Of course, Arthur didn’t have any proof for his speculation, and had wisely kept his mouth shut, very tightly shut. Oh, sure, there were hints and thinly veiled speculations, but they didn’t link anything together. Most people had responded in the Editorial section about how they admired ‘that Arthur Brook’s’ courage in showing the world that America’s world policing actions had gone too far.
Arthur hadn’t even mentioned America, but many bulls don’t care for the colour of the flag, and don’t even mind if it’s not flapping when they charge. Many more didn’t mind if they avoided the flag altogether and charged the man holding it.
Luckily his hate mail hadn’t escalated to anthrax in the post, and had trickled to a halt. He barely received an email a day now.
Speaking of mail…Arthur opened his client and checked.
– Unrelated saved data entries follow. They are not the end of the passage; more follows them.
use super::lifecycle::{destroy_n, try_construct_at};
use crate::core::{Capabilities, ConstructionFailure, SlotCursor};
use log::*;

/// Scoped tracker of a constructed prefix `[start, current)`.
///
/// Every slot in `[start, current)` is live, every slot from `current` onward
/// is uninitialized. Unless released, dropping it destroys the prefix exactly
/// once, be it due to an early return or unwinding.
pub(crate) struct Backout<C: SlotCursor> {
    start: C,
    current: C,
    /// Length of `[start, current)`.
    live: usize,
    state: State,
    caps: Capabilities,
}

#[derive(Debug, Clone, Copy, PartialEq, Eq)]
enum State {
    Active,
    Released,
}

impl<C: SlotCursor> Backout<C> {
    pub fn new(start: C) -> Self {
        Self {
            current: start.clone(),
            start,
            live: 0,
            state: State::Active,
            caps: Capabilities::of::<C::Value>(),
        }
    }

    pub fn current(&self) -> &C {
        &self.current
    }

    /// Constructs the next slot with `make`, advancing on success.
    ///
    /// On failure nothing is advanced and the failure carries the index of the
    /// slot. The prefix is left for the drop to destroy.
    ///
    /// # Safety
    /// Slot at `current` must be valid for writes and uninitialized.
    #[inline]
    pub unsafe fn construct<E>(
        &mut self,
        make: impl FnOnce() -> Result<C::Value, E>,
    ) -> Result<(), ConstructionFailure<E>> {
        debug_assert_eq!(self.state, State::Active);
        // SAFETY: Forwarded to caller.
        match unsafe { try_construct_at(self.current.slot(), make) } {
            Ok(_) => {
                self.advance();
                Ok(())
            }
            Err(cause) => {
                trace!(
                    "Construction of {} at index {} failed",
                    std::any::type_name::<C::Value>(),
                    self.live
                );
                Err(ConstructionFailure::new(self.live, cause))
            }
        }
    }

    #[inline]
    fn advance(&mut self) {
        self.current.step();
        self.live += 1;
    }

    /// Stops owning the prefix and returns cursor past it.
    pub fn release(mut self) -> C {
        self.state = State::Released;
        self.current.clone()
    }
}

impl<C: SlotCursor> Drop for Backout<C> {
    fn drop(&mut self) {
        if self.state == State::Released || self.live == 0 {
            return;
        }

        let live = std::mem::replace(&mut self.live, 0);
        self.state = State::Released;

        if self.caps.trivial_rollback() {
            trace!(
                "Dropping {} constructed {} without drop glue",
                live,
                std::any::type_name::<C::Value>()
            );
            return;
        }

        debug!(
            "Rolling back {} constructed {}",
            live,
            std::any::type_name::<C::Value>()
        );
        // Counted instead of start..current, zero sized values don't move a pointer cursor.
        // SAFETY: Exactly `live` slots from `start` were constructed by this guard and
        // nothing else has taken ownership of them.
        unsafe { destroy_n(self.start.clone(), live) };
    }
}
There wasn’t much, just an email from his Editor containing his article topic for the next weekend paper, something about his ‘homee loNe’ and something completely different.
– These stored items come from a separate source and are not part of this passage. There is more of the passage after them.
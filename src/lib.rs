//! # Goal
//! The main goal of this library is to provide foundation for container code
//! that manages its own storage: constructing and destroying values directly
//! inside raw, uninitialized memory that the caller owns.
//!
//! Primary attribute of the library is the prefix guarantee. A bulk operation
//! that fails while constructing the k-th of n values destroys exactly the k
//! values it already built, leaves the rest of the destination untouched, and
//! hands the failure back unchanged.
//!
//! Secondary attribute is zero-overhead for trivial types. Capabilities of the
//! element type are resolved once per call, so types without drop glue pay only
//! for pointer and counter arithmetic.
//!
//! # Architecture
//! - Core - collaborators the algorithms are generic over.
//!      - Cursors: where the values go.
//!      - Element traits: how a value is copied, defaulted, or emplaced.
//!      - Capabilities: static facts about the element type.
//! - Memory - the algorithms.
//!      - Lifecycle primitives: construct and destroy single slots or runs.
//!      - Backout: scoped tracker of a constructed prefix.
//!      - Bulk constructors: copy, fill, move, default and value construction.
//! - Util - instrumentation for testing rollback paths.
//!
//! # Failure
//! A construction can fail in two ways, and both are rolled back:
//! - By returning `Err(cause)`, which surfaces as [`ConstructionFailure`]
//!   carrying the element index and the untouched cause.
//! - By panicking, in which case the prefix is destroyed during unwinding and the
//!   panic continues.
//!
//! Destruction must never fail. A panicking `Drop` voids every guarantee.

//? Important decisions:
//? - Storage is never allocated here. Regions are pre-sized by the caller.
//? - Move versus copy is chosen by what the source yields, owned or borrowed,
//?   never by whether the construction can fail.

pub mod core;
pub mod memory;
// Generic things
pub mod util;

pub use crate::core::{
    Capabilities, ConstructionFailure, Consume, CopyConstruct, Cursor, DefaultConstruct, Emplace,
    Region, SlotCursor, Strided, Traversal,
};
pub use crate::memory::*;
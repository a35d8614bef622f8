//! Collaborators the algorithms are generic over.
//!
//! - Cursor - where values are constructed.
//! - Element - how a value is copied, defaulted, or emplaced.
//! - Capability - static facts about element types and cursors.
//! - Region - caller owned storage.

mod capability;
mod cursor;
mod element;
mod error;
mod region;

pub use capability::*;
pub use cursor::*;
pub use element::*;
pub use error::*;
pub use region::*;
He didn’t know what possessed him to do it, every part of him screamed out not to do it, but he double clicked it. ‘I know about him’ opened in a new window. The computer screen blackened, and for one blissful minute Arthur thought it was a virus and nothing out of the ordinary.
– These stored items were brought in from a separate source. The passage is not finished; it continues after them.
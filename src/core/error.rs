use getset::{CopyGetters, Getters};
use std::{
    convert::Infallible,
    error::Error,
    fmt::{self, Display},
};

/// Construction of an element failed.
///
/// Everything constructed before `index` has already been destroyed when this
/// is returned. `cause` is exactly what the element's construction returned.
#[derive(Debug, Clone, PartialEq, Eq, CopyGetters, Getters)]
pub struct ConstructionFailure<E> {
    /// Index of the element whose construction failed.
    #[getset(get_copy = "pub")]
    index: usize,
    #[getset(get = "pub")]
    cause: E,
}

impl<E> ConstructionFailure<E> {
    pub fn new(index: usize, cause: E) -> Self {
        Self { index, cause }
    }

    pub fn into_cause(self) -> E {
        self.cause
    }

    pub fn map_cause<F>(self, map: impl FnOnce(E) -> F) -> ConstructionFailure<F> {
        ConstructionFailure {
            index: self.index,
            cause: map(self.cause),
        }
    }
}

impl ConstructionFailure<Infallible> {
    /// Failure that can't happen.
    pub fn unreachable(self) -> ! {
        match self.cause {}
    }
}

impl<E: Display> Display for ConstructionFailure<E> {
    fn fmt(&self, f: &mut fmt::Formatter<'_>) -> fmt::Result {
        write!(
            f,
            "Construction of element {} failed: {}",
            self.index, self.cause
        )
    }
}

impl<E: Error + 'static> Error for ConstructionFailure<E> {
    fn source(&self) -> Option<&(dyn Error + 'static)> {
        Some(&self.cause)
    }
}

#[cfg(test)]
mod tests {
    use super::*;

    #[derive(Debug, Clone, PartialEq, Eq)]
    struct Refused(&'static str);

    impl Display for Refused {
        fn fmt(&self, f: &mut fmt::Formatter<'_>) -> fmt::Result {
            write!(f, "refused {}", self.0)
        }
    }

    impl Error for Refused {}

    #[test]
    fn cause_is_untouched() {
        let failure = ConstructionFailure::new(2, Refused("copy"));
        assert_eq!(failure.index(), 2);
        assert_eq!(failure.cause(), &Refused("copy"));
        assert_eq!(failure.into_cause(), Refused("copy"));
    }

    #[test]
    fn display_and_source() {
        let failure = ConstructionFailure::new(7, Refused("value"));
        assert_eq!(
            failure.to_string(),
            "Construction of element 7 failed: refused value"
        );
        let source = failure.source().expect("Cause should be the source");
        assert_eq!(source.to_string(), "refused value");
    }

    #[test]
    fn map_cause_keeps_index() {
        let failure = ConstructionFailure::new(3, Refused("fill")).map_cause(|c| c.0.len());
        assert_eq!(failure.index(), 3);
        assert_eq!(*failure.cause(), 4);
    }
}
…and then a stream of text popped up. His eyes watered reading it, but his printer started, spat out one sheet, then went silent. The computer rebooted-
-and sprayed binary code over the screen in a never-ending wave. Completely shot to hell.
‘Damn.’
Tentatively he leaned over and plucked the paper from the tray. The explosion of foul language was stuck halfway up his throat, overtaken by a surge of adrenaline threatening to push up his meat pie and chips. His stomach churned with a hurricane butterfly as he snatched up his keys, quickly folding up the piece of paper and putting it into his top pocket.
‘The SYF have checked your tyres. Recommend you take them in tomorrow.’
The words raced through his head. Big story. Very big story. Lethal. Sharp spiky death story. The story of a lifetime. He rushed past confused interns and broke out into a run, fleeing the building and rushing to his little Toyota Corolla, not bothering with any stupid attempts at being subtle. He checked the driver side front wheel, and plucked a tiny black oblong, the length of an AAA battery, from its hiding spot between the hubcap and the wheel. He wiped the small amount of grease off his hands and onto his pants, knowing exactly what he was holding. He popped the cap and exhaled carefully.
A USB flash drive, and according to the tiny company writing on the side, a 1GB USB flash drive. He pocketed it and climbed into his car. Something told him that he needed to get home very quickly, or better yet, buy a laptop along the way and find a secluded coffee shop somewhere.
Still, the words raced through his head. The three letters, it’d been so many years since he had heard them uttered, all that time ago while he fumbled with his video camera in the bushes while the chopper flew overhead and the bullets flew over him. He’d sold the tape under an assumed name, and then simply referenced it for the assignment; he relished the compliments his lecturer gave him afterward, about how simply real it was.
The USB weighed in his pocket. Something told him that it was going to get so much more real.